* [Records for the task]:

-=-=-

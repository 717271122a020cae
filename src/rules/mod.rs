//! The public game API.
//!
//! Every operation takes a `GameState` by value and returns the next one.
//! Operations that are illegal in the current state return it unchanged.
//!
//! - `engine`: setup, playing cards, answering input prompts
//! - `turn`: the turn phase machine and mulligan
//! - `game_over`: win conditions

pub mod engine;
pub mod game_over;
pub mod turn;

pub use engine::{initialize_game, play_card, resolve_input};
pub use game_over::check_game_over;
pub use turn::{end_turn, perform_mulligan, resolve_mulligan_phase, start_turn};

-=-=-

* [Task requirements]:
Extract every line of the records above that contains the word "engine".

* [Exercise output]:
//! - `engine`: setup, playing cards, answering input prompts
pub mod engine;
pub use engine::{initialize_game, play_card, resolve_input};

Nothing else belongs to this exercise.